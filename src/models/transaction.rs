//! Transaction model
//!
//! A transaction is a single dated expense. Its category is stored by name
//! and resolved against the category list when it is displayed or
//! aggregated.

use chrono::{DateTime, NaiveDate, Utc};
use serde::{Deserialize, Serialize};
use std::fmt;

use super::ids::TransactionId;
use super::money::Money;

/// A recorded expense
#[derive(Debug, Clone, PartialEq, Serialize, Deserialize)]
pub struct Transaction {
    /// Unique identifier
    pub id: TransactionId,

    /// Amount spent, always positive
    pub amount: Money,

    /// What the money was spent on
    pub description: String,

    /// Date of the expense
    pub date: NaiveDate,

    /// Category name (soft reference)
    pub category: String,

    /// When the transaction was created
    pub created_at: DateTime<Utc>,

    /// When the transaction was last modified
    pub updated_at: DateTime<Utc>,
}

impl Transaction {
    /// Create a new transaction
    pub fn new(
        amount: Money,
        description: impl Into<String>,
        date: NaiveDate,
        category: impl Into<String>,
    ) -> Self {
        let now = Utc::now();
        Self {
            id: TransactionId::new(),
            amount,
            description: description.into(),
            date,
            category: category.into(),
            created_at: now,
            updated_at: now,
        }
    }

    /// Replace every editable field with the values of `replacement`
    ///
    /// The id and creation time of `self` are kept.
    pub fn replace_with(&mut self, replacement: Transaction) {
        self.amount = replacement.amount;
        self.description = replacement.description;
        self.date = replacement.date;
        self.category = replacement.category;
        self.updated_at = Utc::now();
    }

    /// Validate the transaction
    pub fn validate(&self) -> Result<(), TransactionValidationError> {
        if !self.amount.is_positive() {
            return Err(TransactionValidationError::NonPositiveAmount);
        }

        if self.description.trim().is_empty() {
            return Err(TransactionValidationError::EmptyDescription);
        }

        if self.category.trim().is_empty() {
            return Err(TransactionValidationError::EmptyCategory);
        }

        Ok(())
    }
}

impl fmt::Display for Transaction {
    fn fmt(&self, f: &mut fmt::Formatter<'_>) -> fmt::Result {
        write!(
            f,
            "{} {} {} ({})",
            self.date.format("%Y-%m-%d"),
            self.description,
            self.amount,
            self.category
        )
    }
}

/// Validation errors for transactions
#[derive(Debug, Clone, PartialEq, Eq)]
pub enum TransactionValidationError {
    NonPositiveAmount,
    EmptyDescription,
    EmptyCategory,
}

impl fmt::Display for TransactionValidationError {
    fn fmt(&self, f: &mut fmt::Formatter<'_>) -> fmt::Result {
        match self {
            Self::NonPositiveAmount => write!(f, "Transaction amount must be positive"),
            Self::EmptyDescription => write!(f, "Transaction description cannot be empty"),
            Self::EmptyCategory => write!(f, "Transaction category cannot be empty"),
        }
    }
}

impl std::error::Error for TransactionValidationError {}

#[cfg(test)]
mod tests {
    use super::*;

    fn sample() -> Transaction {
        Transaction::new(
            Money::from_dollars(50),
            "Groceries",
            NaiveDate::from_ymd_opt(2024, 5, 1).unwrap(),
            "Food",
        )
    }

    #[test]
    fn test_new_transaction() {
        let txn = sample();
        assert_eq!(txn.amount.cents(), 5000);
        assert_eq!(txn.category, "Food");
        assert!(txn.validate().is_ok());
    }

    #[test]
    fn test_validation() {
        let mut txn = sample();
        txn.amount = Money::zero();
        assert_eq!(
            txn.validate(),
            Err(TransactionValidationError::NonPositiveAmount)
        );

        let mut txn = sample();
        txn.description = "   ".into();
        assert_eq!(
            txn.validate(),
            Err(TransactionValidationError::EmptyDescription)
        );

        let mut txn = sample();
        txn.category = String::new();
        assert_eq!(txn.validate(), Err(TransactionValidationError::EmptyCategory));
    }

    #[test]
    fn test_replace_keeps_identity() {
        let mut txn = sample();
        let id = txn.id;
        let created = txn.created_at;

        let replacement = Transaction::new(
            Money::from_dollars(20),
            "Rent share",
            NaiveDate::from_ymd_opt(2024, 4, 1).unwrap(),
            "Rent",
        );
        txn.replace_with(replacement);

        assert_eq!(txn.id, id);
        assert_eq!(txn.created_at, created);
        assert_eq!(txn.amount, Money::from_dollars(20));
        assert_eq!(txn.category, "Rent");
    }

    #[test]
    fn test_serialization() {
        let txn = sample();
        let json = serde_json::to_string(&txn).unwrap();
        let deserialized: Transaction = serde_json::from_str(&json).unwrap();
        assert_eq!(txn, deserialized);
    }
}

WHAT IS NEEDED:
Look above for the line containing "was spent on". Output from there through the line containing "#[derive(Debug, Clone, PartialEq, Eq)]", exactly and inclusively.

OUTPUT FOR THIS EXERCISE:
    /// What the money was spent on
    pub description: String,

    /// Date of the expense
    pub date: NaiveDate,

    /// Category name (soft reference)
    pub category: String,

    /// When the transaction was created
    pub created_at: DateTime<Utc>,

    /// When the transaction was last modified
    pub updated_at: DateTime<Utc>,
}

impl Transaction {
    /// Create a new transaction
    pub fn new(
        amount: Money,
        description: impl Into<String>,
        date: NaiveDate,
        category: impl Into<String>,
    ) -> Self {
        let now = Utc::now();
        Self {
            id: TransactionId::new(),
            amount,
            description: description.into(),
            date,
            category: category.into(),
            created_at: now,
            updated_at: now,
        }
    }

    /// Replace every editable field with the values of `replacement`
    ///
    /// The id and creation time of `self` are kept.
    pub fn replace_with(&mut self, replacement: Transaction) {
        self.amount = replacement.amount;
        self.description = replacement.description;
        self.date = replacement.date;
        self.category = replacement.category;
        self.updated_at = Utc::now();
    }

    /// Validate the transaction
    pub fn validate(&self) -> Result<(), TransactionValidationError> {
        if !self.amount.is_positive() {
            return Err(TransactionValidationError::NonPositiveAmount);
        }

        if self.description.trim().is_empty() {
            return Err(TransactionValidationError::EmptyDescription);
        }

        if self.category.trim().is_empty() {
            return Err(TransactionValidationError::EmptyCategory);
        }

        Ok(())
    }
}

impl fmt::Display for Transaction {
    fn fmt(&self, f: &mut fmt::Formatter<'_>) -> fmt::Result {
        write!(
            f,
            "{} {} {} ({})",
            self.date.format("%Y-%m-%d"),
            self.description,
            self.amount,
            self.category
        )
    }
}

/// Validation errors for transactions
#[derive(Debug, Clone, PartialEq, Eq)]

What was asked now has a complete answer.